The statistical distribution of language difficulty

General discussion about learning languages
s_allard
Blue Belt
Posts: 969
Joined: Sat Jul 25, 2015 3:01 pm
Location: Canada
Languages: French (N), English (N), Spanish (C2 Cert.), German (B2 Cert)
x 2300

Re: The statistical distribution of language difficulty

Postby s_allard » Sat Jul 31, 2021 1:16 am

Le Baron wrote:
ryanheise wrote:And if you're interested in what the words were in Shrek that were beyond 98% comprehension, they were:

measuring, gent, homey, hideous, ballad, freshness, caterer, dignified, bachelorette, sparkling, unorthodox, isle, decorator, meteor, firewood, wed, ail, jackass, rescuer, redhead, valiant, reek, huff, magnetism, knights, sonnet, gingerbread, stench, enchantment, saucy, sharpest, leaver, decapitate, dazzling, thine, preposterous, shilling, pitchfork, minty, brimstone, raincoat, damsel, ta, beset, twinge, colada, rickety, veal, steed, stalwart, uninvited, pheromone, deride, cruelly, highness, pocus, asthmatic, chatterbox, hocus, yonder, rotisserie, rescuing, bonehead, parfait, camping, resettlement, slobber, Knights, tartare, eking, tush, compensating, gumdrop, hmph, dolt, backstreet, toadstool, slobbery, housefly, superfly, outdrew, tubbing

It's interesting that "measuring" appeared in that list, even though the words were lemmatised. It turns out that in this instance, measuring was used as a noun, so it was counted as a distinct word: "I'll let you do the measuring when you see him tomorrow."

I'm wondering how things like 'housefly' or 'raincoat' make it outside the top level of comprehension. They seem fairly self-evident as compounds of simple words!



A very important observation here that goes to the heart of the theory and method at hand. First of all, I have alluded in my previous post that there is a confusion in the use of the terms comprehension and word coverage. They are obviously not the same thing. All serious vocabulary studies use the term coverage when referring to presence of words in a text or medium. We then have to determine what percentage coverage is required for comprehension which is the subjective appreciation of the meaning or significance of the message. We typically hear of 98% word coverage for unassisted comprehension of printed or scripted materials. Things are obviously more complicated when it comes to spontaneous conversations or even movies and presumably podcasts where the nature of the voices and other elements must be taken into account.

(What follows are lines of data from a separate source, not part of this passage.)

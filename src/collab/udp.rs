use std::net::SocketAddr;
use std::str::FromStr;
use std::sync::Arc;

use async_trait::async_trait;
use tokio::net::UdpSocket;
use tokio::select;
use tokio::sync::broadcast;
use tracing::{debug, error, trace, warn};

use crate::collab::{AckHandler, LocalSendError, Transport};
use crate::endpoint::TransportVariant;
use crate::report::header::ReportHeader;
use crate::report::{ContentHash, ReportKind};

/// Sends reports as plain UDP datagrams, and receives acknowledgments on the same sockets.
///  Other transport variants are not supported.
pub struct UdpTransport {
    cancel_sender: broadcast::Sender<()>,
    ipv4_socket: UdpSocket,
    /// `None` if the host has no IPv6 support
    ipv6_socket: Option<UdpSocket>,
}

impl UdpTransport {
    pub async fn new() -> anyhow::Result<UdpTransport> {
        let (cancel_sender, _) = broadcast::channel(1);

        let ipv4_socket = UdpSocket::bind(SocketAddr::from_str("0.0.0.0:0")?).await?;
        let ipv6_socket = match UdpSocket::bind(SocketAddr::from_str("[::]:0")?).await {
            Ok(socket) => Some(socket),
            Err(e) => {
                warn!("no IPv6 socket available, sending via IPv4 only: {}", e);
                None
            }
        };

        Ok(UdpTransport {
            cancel_sender,
            ipv4_socket,
            ipv6_socket,
        })
    }

    /// Passes acknowledgments to `handler` until [UdpTransport::cancel_recv_loop] is called
    pub async fn recv_loop(&self, handler: Arc<dyn AckHandler>) -> anyhow::Result<()> {
        let mut buf_v4 = [0u8; 2048];
        let mut buf_v6 = [0u8; 2048];

        let mut cancel_receiver = self.cancel_sender.subscribe();

        trace!("starting UDP receive loop");

        loop {
            select! {
                r = self.ipv4_socket.recv_from(&mut buf_v4) => {
                    let (len, from) = r.inspect_err(|e| error!(error = ?e, "error receiving from IPv4 socket"))?;
                    on_datagram(&buf_v4[..len], from, handler.as_ref()).await;
                }
                r = recv_from_opt(self.ipv6_socket.as_ref(), &mut buf_v6) => {
                    let (len, from) = r.inspect_err(|e| error!(error = ?e, "error receiving from IPv6 socket"))?;
                    on_datagram(&buf_v6[..len], from, handler.as_ref()).await;
                }
                _ = cancel_receiver.recv() => break,
            }
        }

        Ok(())
    }

    pub fn cancel_recv_loop(&self) {
        if let Err(err) = self.cancel_sender.send(()) {
            warn!(?err, "error canceling receive loop");
        }
    }
}

async fn recv_from_opt(socket: Option<&UdpSocket>, buf: &mut [u8]) -> std::io::Result<(usize, SocketAddr)> {
    match socket {
        Some(socket) => socket.recv_from(buf).await,
        None => std::future::pending().await,
    }
}

async fn on_datagram(buf: &[u8], from: SocketAddr, handler: &dyn AckHandler) {
    let mut buf = buf;
    match ReportHeader::deser(&mut buf) {
        Ok(header) if header.is_ack() => {
            trace!("received acknowledgment {} from {:?}", header.sequence, from);
            handler.on_receive_accounting(from, header.sequence).await;
        }
        Ok(header) => debug!("ignoring packet of type {} from {:?}", header.packet_type, from),
        Err(e) => debug!("ignoring malformed datagram from {:?}: {}", from, e),
    }
}

#[async_trait]
impl Transport for UdpTransport {
    async fn send(&self, to: SocketAddr, variant: TransportVariant, packet: &[u8], kind: ReportKind, hash: ContentHash, sequence: u32) -> anyhow::Result<usize> {
        if variant != TransportVariant::Plain {
            return Ok(0);
        }

        let socket = if to.is_ipv4() {
            &self.ipv4_socket
        }
        else {
            match &self.ipv6_socket {
                Some(socket) => socket,
                None => return Err(LocalSendError { to, reason: "no IPv6 socket" }.into()),
            }
        };

        let len = socket.send_to(packet, to).await?;
        trace!("sent {:?} report {} ({:?}) to {:?}", kind, sequence, hash, to);
        Ok(len)
    }
}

As can be imagined, I get very irritated when I see loose talk of 90% or 80% or 50% comprehension, but I usually just let it slide. However this is particularly important for the issue raised here. How can some pretty simple words like freshness, raincoat or housefly be beyond 98% comprehension ?

The answer, simply put, is that it has nothing to do with comprehension. It’s all about word frequencies. Freshness, raincoat, housefly, just like caterer and firewood among many others didn’t make the cut for 98% word coverage.

In fact, once the assumption of 98% coverage is necessary of unassisted comprehension is accepted, comprehension no longer enters into the picture. This leads to some interesting observations. We are told that according to chart1 in this thread, Shrek rates a 13,999, meaning – if I understand the chart correctly – that it requires more vocabulary than approximately 36000 of the 40000 podcasts in the corpus here. As for difficulty, it’s the same thing.

I find it intriguing that a movie meant for children requires more vocabulary and is more difficult than the vast majority of 40000 podcasts aimed at adults. At least that’s my interpretation of the charts – I might be wrong.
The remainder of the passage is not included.